### YOUR OBJECTIVE
Copy exactly, please, each line of the data below until the line that contains "#[serde(transparent)]" has been copied, beginning at the top.

Stored data
//! Line normalization: turns raw text into logical lines.
//!
//! A logical line is the full text of one record. Newlines that sit inside a
//! quoted field are data and stay in the line; every other newline separates
//! records. The pass runs in this order:
//!
//! 1. CRLF and lone CR become LF.
//! 2. A leading UTF-8 byte-order mark is dropped.
//! 3. Unquoted multi-line spans are re-quoted (optional, see
//!    [`NormalizeOptions::recover_unquoted_fields`]).
//! 4. Physical lines are folded into records by tracking quote parity.
//! 5. Blank records are dropped or folded when `skip_empty_rows` is set.

use std::fmt;

use serde::{Deserialize, Serialize};

const BYTE_ORDER_MARK: char = '\u{feff}';
const QUOTE: char = '"';

/// Options for [`Normalizer`].
#[derive(Debug, Clone, PartialEq, Eq, Serialize, Deserialize)]
#[serde(default)]
pub struct NormalizeOptions {
    /// Field separator.
    pub separator: char,
    /// Drop blank records; fold interior empty lines into the previous record.
    pub skip_empty_rows: bool,
    /// Re-quote fields whose unquoted content spans several physical lines.
    pub recover_unquoted_fields: bool,
}

impl Default for NormalizeOptions {
    fn default() -> Self {
        Self {
            separator: ',',
            skip_empty_rows: false,
            recover_unquoted_fields: true,
        }
    }
}

/// The text of one record, with embedded newlines kept as `\n` characters.
#[derive(Debug, Clone, PartialEq, Eq, Hash, Serialize, Deserialize)]
#[serde(transparent)]
pub struct LogicalLine(String);

impl LogicalLine {
    pub fn new(text: impl Into<String>) -> Self {
        Self(text.into())
    }

    pub fn as_str(&self) -> &str {
        &self.0
    }

    pub fn into_string(self) -> String {
        self.0
    }

    pub fn is_empty(&self) -> bool {
        self.0.is_empty()
    }

    /// Whether the record spans more than one physical line.
    pub fn is_multiline(&self) -> bool {
        self.0.contains('\n')
    }

    /// Render embedded newlines as the two characters `\n`.
    ///
    /// This is the single-line form used in diagnostics. It is lossy: a field
    /// that already contains a literal backslash-n renders the same way.
    pub fn escaped(&self) -> String {
        self.0.replace('\n', "\\n")
    }
}

impl fmt::Display for LogicalLine {
    fn fmt(&self, f: &mut fmt::Formatter<'_>) -> fmt::Result {
        f.write_str(&self.0)
    }
}

impl AsRef<str> for LogicalLine {
    fn as_ref(&self) -> &str {
        &self.0
    }
}

/// Tracks whether a character stream is inside a quoted span.
///
/// A doubled quote inside a quoted span toggles the state twice, so parity
/// alone is enough; no lookahead is needed.
#[derive(Debug, Clone, Copy, Default)]
struct QuoteScanner {
    in_quotes: bool,
}

impl QuoteScanner {
    fn feed(&mut self, text: &str) {
        for ch in text.chars() {
            if ch == QUOTE {
                self.in_quotes = !self.in_quotes;
            }
        }
    }

    fn in_quotes(&self) -> bool {
        self.in_quotes
    }
}

/// Separator positions of one physical line, scanned from outside quotes.
#[derive(Debug, Clone, Copy)]
struct LineShape {
    first_separator: Option<usize>,
    last_separator: Option<usize>,
    ends_in_quotes: bool,
}

impl LineShape {
    fn scan(line: &str, separator: char) -> Self {
        let mut shape = Self {
            first_separator: None,
            last_separator: None,
            ends_in_quotes: false,
        };
        let mut in_quotes = false;

        for (idx, ch) in line.char_indices() {
            if ch == QUOTE {
                in_quotes = !in_quotes;
            } else if ch == separator && !in_quotes {
                shape.first_separator.get_or_insert(idx);
                shape.last_separator = Some(idx);
            }
        }

        shape.ends_in_quotes = in_quotes;
        shape
    }
}

/// Splits raw text into [`LogicalLine`]s.
#[derive(Debug, Clone, Default)]
pub struct Normalizer {
    options: NormalizeOptions,
}

impl Normalizer {
    pub fn new(options: NormalizeOptions) -> Self {
        Self { options }
    }

    pub fn options(&self) -> &NormalizeOptions {
        &self.options
    }

    /// Normalize `text` into logical lines.
    ///
    /// Never fails. Empty input yields a single empty line unless
    /// `skip_empty_rows` is set, in which case it yields none.
    pub fn normalize(&self, text: &str) -> Vec<LogicalLine> {
        let unified = unify_line_endings(text);
        let body = unified
            .strip_prefix(BYTE_ORDER_MARK)
            .unwrap_or(unified.as_str());

        let mut physical: Vec<String> = body.split('\n').map(str::to_string).collect();
        if self.options.recover_unquoted_fields {
            physical = refence_unquoted_spans(physical, self.options.separator);
        }

        let records = fold_quoted_newlines(physical);
        tracing::debug!(records = records.len(), "folded physical lines into records");

        let records = if self.options.skip_empty_rows {
            drop_blank_records(records, self.options.separator)
        } else {
            records
        };

        records.into_iter().map(LogicalLine).collect()
    }
}

/// Normalize with the given separator and default options.
pub fn normalize(text: &str, separator: char) -> Vec<LogicalLine> {
    Normalizer::new(NormalizeOptions {
        separator,
        ..NormalizeOptions::default()
    })
    .normalize(text)
}

fn unify_line_endings(text: &str) -> String {
    if !text.contains('\r') {
        return text.to_string();
    }
    text.replace("\r\n", "\n").replace('\r', "\n")
}

/// Re-quote unquoted content that runs over several physical lines.
///
/// Matches a line whose last field is unquoted, followed by one or more
/// non-empty lines holding neither separator nor quote, followed by a line
/// whose first field is unquoted. An opening line without separators starts
/// the field at its first character. The tail, the middle lines and the head are
/// joined into one quoted field. The merged line is examined again so chains
/// collapse into one record.
fn refence_unquoted_spans(mut lines: Vec<String>, separator: char) -> Vec<String> {
    let mut out = Vec::with_capacity(lines.len());
    let mut scanner = QuoteScanner::default();
    let mut idx = 0;

    while idx < lines.len() {
        if !scanner.in_quotes() {
            if let Some(span) = find_unquoted_span(&lines, idx, separator) {
                tracing::warn!(
                    line = idx + 1,
                    span = span.end - idx + 1,
                    "re-quoting unquoted field spanning several lines"
                );
                let merged = span.merge(&lines, idx, separator);
                lines[span.end] = merged;
                idx = span.end;
                continue;
            }
        }

        let line = std::mem::take(&mut lines[idx]);
        scanner.feed(&line);
        out.push(line);
        idx += 1;
    }

    out
}

struct UnquotedSpan {
    /// Index of the line that closes the span.
    end: usize,
    /// Byte offset of the last separator in the opening line. `None` when the
    /// whole opening line is the start of the field.
    open_separator: Option<usize>,
    /// Byte offset of the first separator in the closing line.
    close_separator: usize,
}

impl UnquotedSpan {
    fn merge(&self, lines: &[String], start: usize, separator: char) -> String {
        let opening = &lines[start];
        let closing = &lines[self.end];
        let field_start = self
            .open_separator
            .map_or(0, |idx| idx + separator.len_utf8());

        let mut merged = String::with_capacity(
            lines[start..=self.end].iter().map(|l| l.len() + 1).sum::<usize>() + 2,
        );
        merged.push_str(&opening[..field_start]);
        merged.push(QUOTE);
        merged.push_str(&opening[field_start..]);
        for middle in &lines[start + 1..self.end] {
            merged.push('\n');
            merged.push_str(middle);
        }
        merged.push('\n');
        merged.push_str(&closing[..self.close_separator]);
        merged.push(QUOTE);
        merged.push_str(&closing[self.close_separator..]);
        merged
    }
}

fn find_unquoted_span(lines: &[String], start: usize, separator: char) -> Option<UnquotedSpan> {
    let opening = &lines[start];
    let shape = LineShape::scan(opening, separator);
    if shape.ends_in_quotes {
        return None;
    }
    let open_separator = match shape.last_separator {
        Some(idx) if opening[idx + separator.len_utf8()..].contains(QUOTE) => return None,
        Some(idx) => Some(idx),
        None if is_bare_fragment(opening, separator) => None,
        None => return None,
    };

    let mut end = start + 1;
    while end < lines.len() && is_bare_fragment(&lines[end], separator) {
        end += 1;
    }
    if end == start + 1 || end >= lines.len() {
        return None;
    }

    let closing = &lines[end];
    let close_separator = LineShape::scan(closing, separator).first_separator?;
    if closing[..close_separator].contains(QUOTE) {
        return None;
    }

    Some(UnquotedSpan {
        end,
        open_separator,
        close_separator,
    })
}

fn is_bare_fragment(line: &str, separator: char) -> bool {
    !line.trim().is_empty() && !line.contains(separator) && !line.contains(QUOTE)
}

/// Join physical lines that continue an open quoted span.
fn fold_quoted_newlines(lines: Vec<String>) -> Vec<String> {
    let mut records: Vec<String> = Vec::with_capacity(lines.len());
    let mut scanner = QuoteScanner::default();

    for line in lines {
        if scanner.in_quotes() {
            if let Some(record) = records.last_mut() {
                record.push('\n');
                record.push_str(&line);
                scanner.feed(&line);
                continue;
            }
        }
        scanner.feed(&line);
        records.push(line);
    }

    if scanner.in_quotes() {
        tracing::warn!(
            record = records.len(),
            "unterminated quoted field runs to end of input"
        );
    }

    records
}

/// Apply the skip-empty-rows policy.
///
/// Records that are empty after removing quotes, whitespace and separators are
/// dropped. An exactly-empty line between two kept records is folded into the
/// previous record as a trailing newline instead, which the row mapper's
/// trimming later absorbs.
fn drop_blank_records(records: Vec<String>, separator: char) -> Vec<String> {
    let mut kept: Vec<String> = Vec::with_capacity(records.len());
    let mut pending_breaks = 0usize;

    for record in records {
        if record.is_empty() {
            if !kept.is_empty() {
                pending_breaks += 1;
            }
            continue;
        }
        if is_blank(&record, separator) {
            continue;
        }
        if let Some(previous) = kept.last_mut() {
            for _ in 0..pending_breaks {
                previous.push('\n');
            }
        }
        pending_breaks = 0;
        kept.push(record);
    }

    kept
}

/// Full-width spaces are data, so only ASCII whitespace counts as blank.
fn is_blank(record: &str, separator: char) -> bool {
    record
        .chars()
        .all(|c| c == QUOTE || c == separator || c.is_ascii_whitespace())
}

### TASK SOLUTION
//! Line normalization: turns raw text into logical lines.
//!
//! A logical line is the full text of one record. Newlines that sit inside a
//! quoted field are data and stay in the line; every other newline separates
//! records. The pass runs in this order:
//!
//! 1. CRLF and lone CR become LF.
//! 2. A leading UTF-8 byte-order mark is dropped.
//! 3. Unquoted multi-line spans are re-quoted (optional, see
//!    [`NormalizeOptions::recover_unquoted_fields`]).
//! 4. Physical lines are folded into records by tracking quote parity.
//! 5. Blank records are dropped or folded when `skip_empty_rows` is set.

use std::fmt;

use serde::{Deserialize, Serialize};

const BYTE_ORDER_MARK: char = '\u{feff}';
const QUOTE: char = '"';

/// Options for [`Normalizer`].
#[derive(Debug, Clone, PartialEq, Eq, Serialize, Deserialize)]
#[serde(default)]
pub struct NormalizeOptions {
    /// Field separator.
    pub separator: char,
    /// Drop blank records; fold interior empty lines into the previous record.
    pub skip_empty_rows: bool,
    /// Re-quote fields whose unquoted content spans several physical lines.
    pub recover_unquoted_fields: bool,
}

impl Default for NormalizeOptions {
    fn default() -> Self {
        Self {
            separator: ',',
            skip_empty_rows: false,
            recover_unquoted_fields: true,
        }
    }
}

/// The text of one record, with embedded newlines kept as `\n` characters.
#[derive(Debug, Clone, PartialEq, Eq, Hash, Serialize, Deserialize)]
#[serde(transparent)]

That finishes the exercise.